I drafted another bag, an envelope close backpack, for the coated nylon:
I thought I would give it a go without sealing the seams, of which there are only two. Bad idea. Everything inside got damp. So now next time I am able to have the windows open (which would not be tonight) I’ll pull out the toxic seam sealant gunk and see what that does. I will likely have to seal both inside and outside because I stitched it together as one layer and it may not penetrate sufficiently just sealing the inside of the seam.
The bag is more-or-less an envelope close pillow cover with shoulder straps, there is a wide overlap you flip back over the top to open. This works well with soft squishy things. My pattern isn’t rectangular (it looks rather like some kind of award statuette because of the curved edge of the flap) but aside from that it’s constructed just the same.

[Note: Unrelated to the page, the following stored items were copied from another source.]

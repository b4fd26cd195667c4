use crate::args::{Args, Command};

pub fn validate_args(args: &Args) -> anyhow::Result<()> {
    match &args.command {
        Command::History { limit: Some(0) } => {
            anyhow::bail!("--limit must be greater than 0");
        }
        Command::Copy { index: 0 } => {
            anyhow::bail!("history index must be 1 or greater");
        }
        _ => {}
    }

    Ok(())
}

/// Shorten a URL for one-line display, keeping the start.
pub fn truncate_url(url: &str, max_chars: usize) -> String {
    if url.chars().count() <= max_chars {
        return url.to_string();
    }
    let kept: String = url.chars().take(max_chars.saturating_sub(3)).collect();
    format!("{kept}...")
}

#[cfg(test)]
mod tests {
    use super::*;
    use clap::Parser;

    #[test]
    fn test_truncate_url() {
        assert_eq!(truncate_url("https://a.com/", 50), "https://a.com/");
        assert_eq!(truncate_url("https://example.com/long", 12), "https://e...");
    }

    #[test]
    fn test_validate_args() {
        let ok = Args::parse_from(["utm-builder", "history", "--limit", "3"]);
        assert!(validate_args(&ok).is_ok());

        let zero = Args::parse_from(["utm-builder", "history", "--limit", "0"]);
        assert!(validate_args(&zero).is_err());

        let copy = Args::parse_from(["utm-builder", "copy", "0"]);
        assert!(validate_args(&copy).is_err());
    }
}
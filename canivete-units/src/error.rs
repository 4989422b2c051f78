//! Conversion errors

use crate::UnitCategory;
use thiserror::Error;

/// Machine-readable error codes
pub mod codes {
    pub const UNKNOWN_CATEGORY: &str = "UNKNOWN_CATEGORY";
    pub const UNKNOWN_UNIT: &str = "UNKNOWN_UNIT";
}

/// Errors returned by the conversion engine.
///
/// Out-of-range or non-finite values are not errors; they pass through
/// the arithmetic unchanged.
#[derive(Debug, Clone, PartialEq, Eq, Error)]
pub enum UnitsError {
    /// Category name not present in the static tables
    #[error("unknown category: {0}")]
    UnknownCategory(String),

    /// Unit name not present in the resolved category's table
    #[error("unknown unit '{unit}' for category {category}")]
    UnknownUnit { category: UnitCategory, unit: String },
}

impl UnitsError {
    /// Stable error code for callers that report errors as data
    pub fn code(&self) -> &'static str {
        match self {
            UnitsError::UnknownCategory(_) => codes::UNKNOWN_CATEGORY,
            UnitsError::UnknownUnit { .. } => codes::UNKNOWN_UNIT,
        }
    }
}

#[cfg(test)]
mod tests {
    use super::*;

    #[test]
    fn test_error_codes() {
        let e = UnitsError::UnknownCategory("color".to_string());
        assert_eq!(e.code(), codes::UNKNOWN_CATEGORY);

        let e = UnitsError::UnknownUnit {
            category: UnitCategory::Length,
            unit: "furlongs".to_string(),
        };
        assert_eq!(e.code(), codes::UNKNOWN_UNIT);
    }

    #[test]
    fn test_error_display() {
        let e = UnitsError::UnknownUnit {
            category: UnitCategory::Weight,
            unit: "bushels".to_string(),
        };
        assert_eq!(e.to_string(), "unknown unit 'bushels' for category weight");
        assert_eq!(
            UnitsError::UnknownCategory("color".to_string()).to_string(),
            "unknown category: color"
        );
    }
}
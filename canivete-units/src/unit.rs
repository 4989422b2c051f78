//! Unit descriptors and per-category tables

use serde::Serialize;

/// A ratio-scale unit. `factor` of these units make one base unit, so
/// `base = value / factor` and `value = base * factor`.
#[derive(Debug, Clone, Copy, PartialEq)]
pub struct LinearUnit {
    pub name: &'static str,
    pub label: &'static str,
    pub factor: f64,
    pub aliases: &'static [&'static str],
}

impl LinearUnit {
    pub fn is_base(&self) -> bool {
        self.factor == 1.0
    }

    pub fn to_base(&self, value: f64) -> f64 {
        value / self.factor
    }

    pub fn from_base(&self, base: f64) -> f64 {
        base * self.factor
    }
}

/// An interval-scale unit related to the base unit by scale and offset
#[derive(Debug, Clone, Copy)]
pub struct AffineUnit {
    pub name: &'static str,
    pub label: &'static str,
    pub aliases: &'static [&'static str],
    pub to_base: fn(f64) -> f64,
    pub from_base: fn(f64) -> f64,
}

/// The units of one category, base unit first.
#[derive(Debug, Clone)]
pub enum CategoryTable {
    Linear(Vec<LinearUnit>),
    Affine(Vec<AffineUnit>),
}

impl CategoryTable {
    /// Canonical unit names in table order
    pub fn names(&self) -> Vec<&'static str> {
        match self {
            CategoryTable::Linear(units) => units.iter().map(|u| u.name).collect(),
            CategoryTable::Affine(units) => units.iter().map(|u| u.name).collect(),
        }
    }

    pub fn len(&self) -> usize {
        match self {
            CategoryTable::Linear(units) => units.len(),
            CategoryTable::Affine(units) => units.len(),
        }
    }

    pub fn is_empty(&self) -> bool {
        self.len() == 0
    }

    pub fn is_affine(&self) -> bool {
        matches!(self, CategoryTable::Affine(_))
    }

    /// Name of the base unit. Affine tables list their base first.
    pub fn base_unit(&self) -> Option<&'static str> {
        match self {
            CategoryTable::Linear(units) => units.iter().find(|u| u.is_base()).map(|u| u.name),
            CategoryTable::Affine(units) => units.first().map(|u| u.name),
        }
    }

    /// Name plus every alias for the unit at `index`
    pub(crate) fn keys(&self, index: usize) -> Vec<&'static str> {
        let (name, aliases) = match self {
            CategoryTable::Linear(units) => (units[index].name, units[index].aliases),
            CategoryTable::Affine(units) => (units[index].name, units[index].aliases),
        };
        std::iter::once(name).chain(aliases.iter().copied()).collect()
    }

    /// Express `value` (in the unit at `index`) in the base unit
    pub(crate) fn to_base_index(&self, value: f64, index: usize) -> f64 {
        match self {
            CategoryTable::Linear(units) => units[index].to_base(value),
            CategoryTable::Affine(units) => (units[index].to_base)(value),
        }
    }

    /// Convert between two rows of this table, always through the base unit.
    /// Same-row conversions return `value` untouched.
    pub(crate) fn convert_index(&self, value: f64, from: usize, to: usize) -> f64 {
        if from == to {
            return value;
        }
        match self {
            CategoryTable::Linear(units) => units[to].from_base(units[from].to_base(value)),
            CategoryTable::Affine(units) => (units[to].from_base)((units[from].to_base)(value)),
        }
    }

    pub(crate) fn info(&self) -> Vec<UnitInfo> {
        let base = self.base_unit();
        let describe = |name: &'static str, label: &'static str, aliases: &'static [&'static str]| UnitInfo {
            name,
            label,
            aliases: aliases.to_vec(),
            base: Some(name) == base,
        };
        match self {
            CategoryTable::Linear(units) => units.iter().map(|u| describe(u.name, u.label, u.aliases)).collect(),
            CategoryTable::Affine(units) => units.iter().map(|u| describe(u.name, u.label, u.aliases)).collect(),
        }
    }
}

/// Description of a unit for caller-side pickers
#[derive(Debug, Clone, PartialEq, Eq, Serialize)]
pub struct UnitInfo {
    pub name: &'static str,
    pub label: &'static str,
    #[serde(skip_serializing_if = "Vec::is_empty")]
    pub aliases: Vec<&'static str>,
    pub base: bool,
}

#[cfg(test)]
mod tests {
    use super::*;

    fn meters() -> LinearUnit {
        LinearUnit { name: "meters", label: "Meters", factor: 1.0, aliases: &["m"] }
    }

    fn centimeters() -> LinearUnit {
        LinearUnit { name: "centimeters", label: "Centimeters", factor: 100.0, aliases: &["cm"] }
    }

    fn identity(v: f64) -> f64 {
        v
    }

    fn c_to_k(v: f64) -> f64 {
        v + 273.15
    }

    fn k_to_c(v: f64) -> f64 {
        v - 273.15
    }

    fn temperature() -> CategoryTable {
        CategoryTable::Affine(vec![
            AffineUnit { name: "celsius", label: "Celsius", aliases: &[], to_base: identity, from_base: identity },
            AffineUnit { name: "kelvin", label: "Kelvin", aliases: &["k"], to_base: k_to_c, from_base: c_to_k },
        ])
    }

    #[test]
    fn test_linear_base() {
        assert!(meters().is_base());
        assert!(!centimeters().is_base());
    }

    #[test]
    fn test_linear_to_from_base() {
        let cm = centimeters();
        assert_eq!(cm.to_base(250.0), 2.5);
        assert_eq!(cm.from_base(2.5), 250.0);
    }

    #[test]
    fn test_linear_table() {
        let table = CategoryTable::Linear(vec![meters(), centimeters()]);
        assert_eq!(table.names(), vec!["meters", "centimeters"]);
        assert_eq!(table.base_unit(), Some("meters"));
        assert!(!table.is_affine());
        assert_eq!(table.convert_index(1.0, 0, 1), 100.0);
        assert_eq!(table.keys(1), vec!["centimeters", "cm"]);
    }

    #[test]
    fn test_affine_table() {
        let table = temperature();
        assert!(table.is_affine());
        assert_eq!(table.base_unit(), Some("celsius"));
        assert_eq!(table.convert_index(0.0, 0, 1), 273.15);
        assert_eq!(table.to_base_index(273.15, 1), 0.0);
    }

    #[test]
    fn test_same_row_is_identity() {
        let table = temperature();
        let v = 0.1 + 0.2;
        assert_eq!(table.convert_index(v, 1, 1), v);
    }

    #[test]
    fn test_info_marks_base() {
        let info = CategoryTable::Linear(vec![meters(), centimeters()]).info();
        assert!(info[0].base);
        assert!(!info[1].base);
        assert_eq!(info[1].aliases, vec!["cm"]);
    }
}
//! Canivete Units - Category-Based Unit Conversion
//!
//! Converts a value between two units of the same category. Every category
//! routes through a single base unit, so each table holds one entry per unit.
//!
//! Categories:
//! - Length (meters, km, ft, mi, etc.)
//! - Weight (kilograms, g, lb, oz, etc.)
//! - Volume (liters, mL, gal, cup, etc.)
//! - Area (square meters, ha, acre, etc.)
//! - Time (seconds, min, h, d, etc.)
//! - Speed (m/s, km/h, mph, knots, etc.)
//! - Data (bytes, bits, KB, MB, etc.)
//! - Temperature (celsius, fahrenheit, kelvin, rankine)
//!
//! Length, weight and the other ratio-scale categories use a linear factor
//! table. Temperature is affine and keeps a `to_base`/`from_base` pair per
//! unit instead. Interval-scale units must never be added to a linear table.

mod category;
mod convert;
mod error;
mod unit;
mod units;

pub use category::UnitCategory;
pub use convert::{
    base_unit, convert, describe_units, list_categories, list_units, to_base, Conversion,
};
pub use error::{codes, UnitsError};
pub use unit::{AffineUnit, CategoryTable, LinearUnit, UnitInfo};
pub use units::{UnitRegistry, UNITS};
//! Conversion entry points over the static unit tables

use serde::{Deserialize, Serialize};
use crate::{UnitCategory, UnitInfo, UnitsError};

/// Convert `value` between two units of `category`.
///
/// Both units are resolved by name or alias inside the category. Conversion
/// always goes through the category's base unit; converting a unit to itself
/// returns `value` unchanged. NaN and infinities pass through the arithmetic.
pub fn convert(category: &str, value: f64, from_unit: &str, to_unit: &str) -> Result<f64, UnitsError> {
    let category: UnitCategory = category.parse()?;
    category.convert(value, from_unit, to_unit)
}

/// Canonical unit names of a category, base unit first
pub fn list_units(category: &str) -> Result<Vec<&'static str>, UnitsError> {
    let category: UnitCategory = category.parse()?;
    Ok(category.table()?.names())
}

/// Units of a category with labels and aliases
pub fn describe_units(category: &str) -> Result<Vec<UnitInfo>, UnitsError> {
    let category: UnitCategory = category.parse()?;
    Ok(category.table()?.info())
}

/// Every known category
pub fn list_categories() -> &'static [UnitCategory] {
    &UnitCategory::ALL
}

/// Name of the category's base unit
pub fn base_unit(category: &str) -> Result<&'static str, UnitsError> {
    let category: UnitCategory = category.parse()?;
    category
        .table()?
        .base_unit()
        .ok_or_else(|| UnitsError::UnknownCategory(category.name().to_string()))
}

/// Express `value` (given in `unit`) in the category's base unit
pub fn to_base(category: &str, value: f64, unit: &str) -> Result<f64, UnitsError> {
    let category: UnitCategory = category.parse()?;
    let table = category.table()?;
    let row = category.resolve(unit)?;
    Ok(table.to_base_index(value, row))
}

/// A single conversion request
#[derive(Debug, Clone, PartialEq, Serialize, Deserialize)]
pub struct Conversion {
    pub category: UnitCategory,
    pub value: f64,
    pub from_unit: String,
    pub to_unit: String,
}

impl Conversion {
    pub fn new(category: UnitCategory, value: f64, from_unit: impl Into<String>, to_unit: impl Into<String>) -> Self {
        Conversion {
            category,
            value,
            from_unit: from_unit.into(),
            to_unit: to_unit.into(),
        }
    }

    pub fn run(&self) -> Result<f64, UnitsError> {
        self.category.convert(self.value, &self.from_unit, &self.to_unit)
    }
}
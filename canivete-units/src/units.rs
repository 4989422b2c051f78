//! Unit definitions organized by category

use std::collections::HashMap;
use std::sync::LazyLock;
use crate::{AffineUnit, CategoryTable, LinearUnit, UnitCategory};

/// Global unit registry
pub static UNITS: LazyLock<UnitRegistry> = LazyLock::new(UnitRegistry::new);

// Exact SI definitions of the imperial/US units
const INCH_M: f64 = 0.0254;
const FOOT_M: f64 = 0.3048;
const YARD_M: f64 = 0.9144;
const MILE_M: f64 = 1609.344;
const NAUTICAL_MILE_M: f64 = 1852.0;
const POUND_KG: f64 = 0.45359237;
const OUNCE_KG: f64 = 0.028349523125;
const STONE_KG: f64 = 6.35029318;
const GALLON_L: f64 = 3.785411784;

/// Registry of every category table, keyed by category
pub struct UnitRegistry {
    tables: HashMap<UnitCategory, CategoryTable>,
    /// Normalized name or alias -> row in the category's table
    index: HashMap<UnitCategory, HashMap<String, usize>>,
}

impl UnitRegistry {
    pub fn new() -> Self {
        let mut registry = UnitRegistry {
            tables: HashMap::new(),
            index: HashMap::new(),
        };
        registry.register_all_units();
        registry
    }

    /// Table for a category
    pub fn table(&self, category: UnitCategory) -> Option<&CategoryTable> {
        self.tables.get(&category)
    }

    /// Find a unit by canonical name or alias. Matching ignores case,
    /// surrounding whitespace, and treats spaces and hyphens as underscores.
    pub fn lookup(&self, category: UnitCategory, unit: &str) -> Option<usize> {
        self.index.get(&category)?.get(&normalize(unit)).copied()
    }

    fn register(&mut self, category: UnitCategory, table: CategoryTable) {
        let mut keys = HashMap::new();
        for row in 0..table.len() {
            for key in table.keys(row) {
                let previous = keys.insert(normalize(key), row);
                debug_assert!(previous.is_none(), "duplicate unit key '{}' in {}", key, category);
            }
        }
        self.index.insert(category, keys);
        self.tables.insert(category, table);
    }

    fn register_all_units(&mut self) {
        self.register_length_units();
        self.register_weight_units();
        self.register_volume_units();
        self.register_area_units();
        self.register_time_units();
        self.register_speed_units();
        self.register_data_units();
        self.register_temperature_units();
    }

    fn register_length_units(&mut self) {
        self.register(UnitCategory::Length, CategoryTable::Linear(vec![
            linear("meters", "Meters", 1.0, &["m", "meter", "metre", "metres"]),
            linear("kilometers", "Kilometers", 0.001, &["km", "kilometer", "kilometre", "kilometres"]),
            linear("centimeters", "Centimeters", 100.0, &["cm", "centimeter", "centimetre"]),
            linear("millimeters", "Millimeters", 1000.0, &["mm", "millimeter", "millimetre"]),
            linear("micrometers", "Micrometers", 1e6, &["um", "µm", "micrometer", "micron", "microns"]),
            linear("inches", "Inches", 1.0 / INCH_M, &["in", "inch"]),
            linear("feet", "Feet", 1.0 / FOOT_M, &["ft", "foot"]),
            linear("yards", "Yards", 1.0 / YARD_M, &["yd", "yard"]),
            linear("miles", "Miles", 1.0 / MILE_M, &["mi", "mile"]),
            linear("nautical_miles", "Nautical miles", 1.0 / NAUTICAL_MILE_M, &["nmi", "nautical_mile"]),
        ]));
    }

    fn register_weight_units(&mut self) {
        self.register(UnitCategory::Weight, CategoryTable::Linear(vec![
            linear("kilograms", "Kilograms", 1.0, &["kg", "kilogram", "kilo", "kilos"]),
            linear("grams", "Grams", 1000.0, &["g", "gram"]),
            linear("milligrams", "Milligrams", 1e6, &["mg", "milligram"]),
            linear("tonnes", "Tonnes", 0.001, &["t", "tonne", "metric_ton"]),
            linear("pounds", "Pounds", 1.0 / POUND_KG, &["lb", "lbs", "pound"]),
            linear("ounces", "Ounces", 1.0 / OUNCE_KG, &["oz", "ounce"]),
            linear("stones", "Stones", 1.0 / STONE_KG, &["st", "stone"]),
        ]));
    }

    fn register_volume_units(&mut self) {
        self.register(UnitCategory::Volume, CategoryTable::Linear(vec![
            linear("liters", "Liters", 1.0, &["l", "liter", "litre", "litres"]),
            linear("milliliters", "Milliliters", 1000.0, &["ml", "milliliter", "millilitre"]),
            linear("cubic_meters", "Cubic meters", 0.001, &["m3", "m³", "cubic_meter"]),
            // US customary, all defined from the US liquid gallon
            linear("gallons", "Gallons (US)", 1.0 / GALLON_L, &["gal", "gallon"]),
            linear("quarts", "Quarts (US)", 4.0 / GALLON_L, &["qt", "quart"]),
            linear("pints", "Pints (US)", 8.0 / GALLON_L, &["pt", "pint"]),
            linear("cups", "Cups (US)", 16.0 / GALLON_L, &["cup"]),
            linear("fluid_ounces", "Fluid ounces (US)", 128.0 / GALLON_L, &["fl_oz", "floz", "fluid_ounce"]),
            linear("tablespoons", "Tablespoons (US)", 256.0 / GALLON_L, &["tbsp", "tablespoon"]),
            linear("teaspoons", "Teaspoons (US)", 768.0 / GALLON_L, &["tsp", "teaspoon"]),
        ]));
    }

    fn register_area_units(&mut self) {
        self.register(UnitCategory::Area, CategoryTable::Linear(vec![
            linear("square_meters", "Square meters", 1.0, &["m2", "m²", "sq_m", "square_meter"]),
            linear("square_kilometers", "Square kilometers", 1e-6, &["km2", "km²", "sq_km", "square_kilometer"]),
            linear("square_centimeters", "Square centimeters", 1e4, &["cm2", "cm²", "sq_cm", "square_centimeter"]),
            linear("hectares", "Hectares", 1e-4, &["ha", "hectare"]),
            linear("acres", "Acres", 1.0 / 4046.8564224, &["ac", "acre"]),
            linear("square_feet", "Square feet", 1.0 / (FOOT_M * FOOT_M), &["ft2", "ft²", "sq_ft", "square_foot"]),
            linear("square_inches", "Square inches", 1.0 / (INCH_M * INCH_M), &["in2", "in²", "sq_in", "square_inch"]),
            linear("square_yards", "Square yards", 1.0 / (YARD_M * YARD_M), &["yd2", "yd²", "sq_yd", "square_yard"]),
            linear("square_miles", "Square miles", 1.0 / (MILE_M * MILE_M), &["mi2", "mi²", "sq_mi", "square_mile"]),
        ]));
    }

    fn register_time_units(&mut self) {
        self.register(UnitCategory::Time, CategoryTable::Linear(vec![
            linear("seconds", "Seconds", 1.0, &["s", "sec", "secs", "second"]),
            linear("milliseconds", "Milliseconds", 1000.0, &["ms", "millisecond"]),
            linear("minutes", "Minutes", 1.0 / 60.0, &["min", "mins", "minute"]),
            linear("hours", "Hours", 1.0 / 3600.0, &["h", "hr", "hrs", "hour"]),
            linear("days", "Days", 1.0 / 86400.0, &["d", "day"]),
            linear("weeks", "Weeks", 1.0 / 604800.0, &["wk", "week"]),
        ]));
    }

    fn register_speed_units(&mut self) {
        self.register(UnitCategory::Speed, CategoryTable::Linear(vec![
            linear("meters_per_second", "Meters per second", 1.0, &["m/s", "mps"]),
            linear("kilometers_per_hour", "Kilometers per hour", 3.6, &["km/h", "kmh", "kph"]),
            linear("miles_per_hour", "Miles per hour", 3600.0 / MILE_M, &["mph", "mi/h"]),
            linear("knots", "Knots", 3600.0 / NAUTICAL_MILE_M, &["kn", "kt", "knot"]),
            linear("feet_per_second", "Feet per second", 1.0 / FOOT_M, &["ft/s", "fps"]),
        ]));
    }

    fn register_data_units(&mut self) {
        // Decimal (SI) multiples. No "kb"/"MB" style aliases: lookup ignores
        // case, so they cannot tell bits from bytes.
        self.register(UnitCategory::Data, CategoryTable::Linear(vec![
            linear("bytes", "Bytes", 1.0, &["byte"]),
            linear("bits", "Bits", 8.0, &["bit"]),
            linear("kilobytes", "Kilobytes", 1e-3, &["kilobyte"]),
            linear("megabytes", "Megabytes", 1e-6, &["megabyte"]),
            linear("gigabytes", "Gigabytes", 1e-9, &["gigabyte"]),
            linear("terabytes", "Terabytes", 1e-12, &["terabyte"]),
        ]));
    }

    fn register_temperature_units(&mut self) {
        // Celsius is the base; listed first
        self.register(UnitCategory::Temperature, CategoryTable::Affine(vec![
            AffineUnit {
                name: "celsius",
                label: "Celsius",
                aliases: &["c", "°c", "degc"],
                to_base: celsius_identity,
                from_base: celsius_identity,
            },
            AffineUnit {
                name: "fahrenheit",
                label: "Fahrenheit",
                aliases: &["f", "°f", "degf"],
                to_base: fahrenheit_to_celsius,
                from_base: celsius_to_fahrenheit,
            },
            AffineUnit {
                name: "kelvin",
                label: "Kelvin",
                aliases: &["k"],
                to_base: kelvin_to_celsius,
                from_base: celsius_to_kelvin,
            },
            AffineUnit {
                name: "rankine",
                label: "Rankine",
                aliases: &["r", "°r", "degr"],
                to_base: rankine_to_celsius,
                from_base: celsius_to_rankine,
            },
        ]));
    }
}

impl Default for UnitRegistry {
    fn default() -> Self {
        Self::new()
    }
}

fn linear(name: &'static str, label: &'static str, factor: f64, aliases: &'static [&'static str]) -> LinearUnit {
    LinearUnit { name, label, factor, aliases }
}

fn normalize(unit: &str) -> String {
    unit.trim()
        .to_lowercase()
        .chars()
        .map(|c| if c == ' ' || c == '-' { '_' } else { c })
        .collect()
}

fn celsius_identity(v: f64) -> f64 {
    v
}

fn fahrenheit_to_celsius(v: f64) -> f64 {
    (v - 32.0) * 5.0 / 9.0
}

fn celsius_to_fahrenheit(v: f64) -> f64 {
    v * 9.0 / 5.0 + 32.0
}

fn kelvin_to_celsius(v: f64) -> f64 {
    v - 273.15
}

fn celsius_to_kelvin(v: f64) -> f64 {
    v + 273.15
}

fn rankine_to_celsius(v: f64) -> f64 {
    (v - 491.67) * 5.0 / 9.0
}

fn celsius_to_rankine(v: f64) -> f64 {
    (v + 273.15) * 9.0 / 5.0
}
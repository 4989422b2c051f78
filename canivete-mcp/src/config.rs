//! Server configuration from environment variables

use std::env;

/// Default number of decimals shown in text results
pub const DEFAULT_DISPLAY_DECIMALS: usize = 6;
/// Beyond this an f64 has no more significant digits to show
pub const MAX_DISPLAY_DECIMALS: usize = 15;

pub const DISPLAY_DECIMALS_VAR: &str = "CANIVETE_DISPLAY_DECIMALS";

#[derive(Debug, Clone, PartialEq, Eq)]
pub struct ServerConfig {
    /// Rounding applied to the human-readable text of a conversion.
    /// The numeric `value` field always carries full precision.
    pub display_decimals: usize,
}

impl Default for ServerConfig {
    fn default() -> Self {
        Self { display_decimals: DEFAULT_DISPLAY_DECIMALS }
    }
}

impl ServerConfig {
    pub fn from_env() -> Self {
        Self::from_lookup(|key| env::var(key).ok())
    }

    /// Build from an arbitrary variable source. Invalid values fall back to
    /// the default with a warning.
    pub fn from_lookup(lookup: impl Fn(&str) -> Option<String>) -> Self {
        let mut config = Self::default();

        if let Some(raw) = lookup(DISPLAY_DECIMALS_VAR) {
            match raw.trim().parse::<usize>() {
                Ok(decimals) => config.display_decimals = decimals.min(MAX_DISPLAY_DECIMALS),
                Err(e) => tracing::warn!(
                    var = DISPLAY_DECIMALS_VAR,
                    value = %raw,
                    error = %e,
                    "ignoring invalid value, using {}",
                    DEFAULT_DISPLAY_DECIMALS
                ),
            }
        }

        config
    }
}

I have to think about how I would make the lining separately. With the edges of the overlap stitched into the side seam I wouldn’t be able to get nicely finished elastic casings. I cut the two layers of fabric, stitched and turned the two short ends (edge of inside opening and edge of outside overlap) and inserted the elastics. That way I could catch both ends of the casings in the side seams and not have to hand-finish anything. Maybe if I sealed the seams from the inside before overcasting the seam allowances together.
To add lining inside the bag I’d have to put another stitching line across the top at the fold, that would be another place water could get in. The whole idea here was to have as few seams as possible. There must be some sort of second layer to protect the coating on the back of the nylon, it isn’t durable enough by itself and any damage means the rain protection is ruined.